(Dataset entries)
__________________________________________________

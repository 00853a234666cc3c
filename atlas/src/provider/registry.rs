//! Named provider lookup.
//!
//! Atlas resolves the `provider` string of agents and proxied requests
//! through a [`ProviderRegistry`]. A fallback name covers requests that
//! never named a provider. While intercepted, every name resolves to the
//! intercepting providers.

use std::collections::HashMap;
use std::fmt;
use std::sync::{Arc, PoisonError, RwLock};

use tracing::debug;

use crate::error::{ProviderError, Result};

use super::chat::SharedChatProvider;
use super::embedding::SharedEmbeddingProvider;

#[derive(Default)]
struct Providers {
    chat: HashMap<String, SharedChatProvider>,
    embeddings: HashMap<String, SharedEmbeddingProvider>,
    default: Option<String>,
    intercept: Option<(SharedChatProvider, SharedEmbeddingProvider)>,
}

/// Registry of chat and embedding providers keyed by name.
#[derive(Default)]
pub struct ProviderRegistry {
    inner: RwLock<Providers>,
}

impl ProviderRegistry {
    /// Create an empty registry.
    #[must_use]
    pub fn new() -> Self {
        Self::default()
    }

    /// Register a chat provider. The first registered name becomes the default.
    pub fn register_chat(&self, name: impl Into<String>, provider: SharedChatProvider) {
        let name = name.into();
        debug!(provider = %name, "registering chat provider");
        let mut inner = self.inner.write().unwrap_or_else(PoisonError::into_inner);
        if inner.default.is_none() {
            inner.default = Some(name.clone());
        }
        inner.chat.insert(name, provider);
    }

    /// Register an embedding provider.
    pub fn register_embeddings(&self, name: impl Into<String>, provider: SharedEmbeddingProvider) {
        let name = name.into();
        debug!(provider = %name, "registering embedding provider");
        let mut inner = self.inner.write().unwrap_or_else(PoisonError::into_inner);
        if inner.default.is_none() {
            inner.default = Some(name.clone());
        }
        inner.embeddings.insert(name, provider);
    }

    /// Set the provider name used when a request names none.
    pub fn set_default(&self, name: impl Into<String>) {
        self.inner
            .write()
            .unwrap_or_else(PoisonError::into_inner)
            .default = Some(name.into());
    }

    /// Returns the default provider name.
    #[must_use]
    pub fn default_name(&self) -> Option<String> {
        self.inner
            .read()
            .unwrap_or_else(PoisonError::into_inner)
            .default
            .clone()
    }

    /// Resolve a chat provider; `None` resolves the default.
    ///
    /// # Errors
    ///
    /// Returns an unknown-provider error if nothing is registered under the name.
    pub fn chat(&self, name: Option<&str>) -> Result<SharedChatProvider> {
        let inner = self.inner.read().unwrap_or_else(PoisonError::into_inner);
        if let Some((chat, _)) = &inner.intercept {
            return Ok(Arc::clone(chat));
        }
        let name = name
            .map(str::to_owned)
            .or_else(|| inner.default.clone())
            .ok_or_else(|| ProviderError::unknown("<default>"))?;
        inner
            .chat
            .get(&name)
            .cloned()
            .ok_or_else(|| ProviderError::unknown(name).into())
    }

    /// Resolve an embedding provider; `None` resolves the default.
    ///
    /// # Errors
    ///
    /// Returns an unknown-provider error if nothing is registered under the name.
    pub fn embeddings(&self, name: Option<&str>) -> Result<SharedEmbeddingProvider> {
        let inner = self.inner.read().unwrap_or_else(PoisonError::into_inner);
        if let Some((_, embeddings)) = &inner.intercept {
            return Ok(Arc::clone(embeddings));
        }
        let name = name
            .map(str::to_owned)
            .or_else(|| inner.default.clone())
            .ok_or_else(|| ProviderError::unknown("<default>"))?;
        inner
            .embeddings
            .get(&name)
            .cloned()
            .ok_or_else(|| ProviderError::unknown(name).into())
    }

    /// Names of all registered chat providers, sorted.
    #[must_use]
    pub fn chat_names(&self) -> Vec<String> {
        let inner = self.inner.read().unwrap_or_else(PoisonError::into_inner);
        let mut names: Vec<String> = inner.chat.keys().cloned().collect();
        names.sort();
        names
    }

    /// Answer every provider name with the given providers until
    /// [`release`](Self::release) is called.
    pub fn intercept(&self, chat: SharedChatProvider, embeddings: SharedEmbeddingProvider) {
        debug!(provider = chat.provider_name(), "intercepting all providers");
        self.inner
            .write()
            .unwrap_or_else(PoisonError::into_inner)
            .intercept = Some((chat, embeddings));
    }

    /// Stop intercepting and resolve registered providers again.
    pub fn release(&self) {
        self.inner
            .write()
            .unwrap_or_else(PoisonError::into_inner)
            .intercept = None;
    }

    /// Whether providers are currently intercepted.
    #[must_use]
    pub fn is_intercepted(&self) -> bool {
        self.inner
            .read()
            .unwrap_or_else(PoisonError::into_inner)
            .intercept
            .is_some()
    }
}

impl fmt::Debug for ProviderRegistry {
    fn fmt(&self, f: &mut fmt::Formatter<'_>) -> fmt::Result {
        f.debug_struct("ProviderRegistry")
            .field("chat", &self.chat_names())
            .field("default", &self.default_name())
            .field("intercepted", &self.is_intercepted())
            .finish_non_exhaustive()
    }
}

__________________________________________________

● WHAT TO PRODUCE:
The task calls for each record to be returned verbatim.

● TASK ANSWER:
repository 00853a234666cc3c
filename atlas/src/provider/registry.rs
//! Named provider lookup.
//!
//! Atlas resolves the `provider` string of agents and proxied requests
//! through a [`ProviderRegistry`]. A fallback name covers requests that
//! never named a provider. While intercepted, every name resolves to the
//! intercepting providers.

use std::collections::HashMap;
use std::fmt;
use std::sync::{Arc, PoisonError, RwLock};

use tracing::debug;

use crate::error::{ProviderError, Result};

use super::chat::SharedChatProvider;
use super::embedding::SharedEmbeddingProvider;

#[derive(Default)]
struct Providers {
    chat: HashMap<String, SharedChatProvider>,
    embeddings: HashMap<String, SharedEmbeddingProvider>,
    default: Option<String>,
    intercept: Option<(SharedChatProvider, SharedEmbeddingProvider)>,
}

/// Registry of chat and embedding providers keyed by name.
#[derive(Default)]
pub struct ProviderRegistry {
    inner: RwLock<Providers>,
}

impl ProviderRegistry {
    /// Create an empty registry.
    #[must_use]
    pub fn new() -> Self {
        Self::default()
    }

    /// Register a chat provider. The first registered name becomes the default.
    pub fn register_chat(&self, name: impl Into<String>, provider: SharedChatProvider) {
        let name = name.into();
        debug!(provider = %name, "registering chat provider");
        let mut inner = self.inner.write().unwrap_or_else(PoisonError::into_inner);
        if inner.default.is_none() {
            inner.default = Some(name.clone());
        }
        inner.chat.insert(name, provider);
    }

    /// Register an embedding provider.
    pub fn register_embeddings(&self, name: impl Into<String>, provider: SharedEmbeddingProvider) {
        let name = name.into();
        debug!(provider = %name, "registering embedding provider");
        let mut inner = self.inner.write().unwrap_or_else(PoisonError::into_inner);
        if inner.default.is_none() {
            inner.default = Some(name.clone());
        }
        inner.embeddings.insert(name, provider);
    }

    /// Set the provider name used when a request names none.
    pub fn set_default(&self, name: impl Into<String>) {
        self.inner
            .write()
            .unwrap_or_else(PoisonError::into_inner)
            .default = Some(name.into());
    }

    /// Returns the default provider name.
    #[must_use]
    pub fn default_name(&self) -> Option<String> {
        self.inner
            .read()
            .unwrap_or_else(PoisonError::into_inner)
            .default
            .clone()
    }

    /// Resolve a chat provider; `None` resolves the default.
    ///
    /// # Errors
    ///
    /// Returns an unknown-provider error if nothing is registered under the name.
    pub fn chat(&self, name: Option<&str>) -> Result<SharedChatProvider> {
        let inner = self.inner.read().unwrap_or_else(PoisonError::into_inner);
        if let Some((chat, _)) = &inner.intercept {
            return Ok(Arc::clone(chat));
        }
        let name = name
            .map(str::to_owned)
            .or_else(|| inner.default.clone())
            .ok_or_else(|| ProviderError::unknown("<default>"))?;
        inner
            .chat
            .get(&name)
            .cloned()
            .ok_or_else(|| ProviderError::unknown(name).into())
    }

    /// Resolve an embedding provider; `None` resolves the default.
    ///
    /// # Errors
    ///
    /// Returns an unknown-provider error if nothing is registered under the name.
    pub fn embeddings(&self, name: Option<&str>) -> Result<SharedEmbeddingProvider> {
        let inner = self.inner.read().unwrap_or_else(PoisonError::into_inner);
        if let Some((_, embeddings)) = &inner.intercept {
            return Ok(Arc::clone(embeddings));
        }
        let name = name
            .map(str::to_owned)
            .or_else(|| inner.default.clone())
            .ok_or_else(|| ProviderError::unknown("<default>"))?;
        inner
            .embeddings
            .get(&name)
            .cloned()
            .ok_or_else(|| ProviderError::unknown(name).into())
    }

    /// Names of all registered chat providers, sorted.
    #[must_use]
    pub fn chat_names(&self) -> Vec<String> {
        let inner = self.inner.read().unwrap_or_else(PoisonError::into_inner);
        let mut names: Vec<String> = inner.chat.keys().cloned().collect();
        names.sort();
        names
    }

    /// Answer every provider name with the given providers until
    /// [`release`](Self::release) is called.
    pub fn intercept(&self, chat: SharedChatProvider, embeddings: SharedEmbeddingProvider) {
        debug!(provider = chat.provider_name(), "intercepting all providers");
        self.inner
            .write()
            .unwrap_or_else(PoisonError::into_inner)
            .intercept = Some((chat, embeddings));
    }

    /// Stop intercepting and resolve registered providers again.
    pub fn release(&self) {
        self.inner
            .write()
            .unwrap_or_else(PoisonError::into_inner)
            .intercept = None;
    }

    /// Whether providers are currently intercepted.
    #[must_use]
    pub fn is_intercepted(&self) -> bool {
        self.inner
            .read()
            .unwrap_or_else(PoisonError::into_inner)
            .intercept
            .is_some()
    }
}

impl fmt::Debug for ProviderRegistry {
    fn fmt(&self, f: &mut fmt::Formatter<'_>) -> fmt::Result {
        f.debug_struct("ProviderRegistry")
            .field("chat", &self.chat_names())
            .field("default", &self.default_name())
            .field("intercepted", &self.is_intercepted())
            .finish_non_exhaustive()
    }
}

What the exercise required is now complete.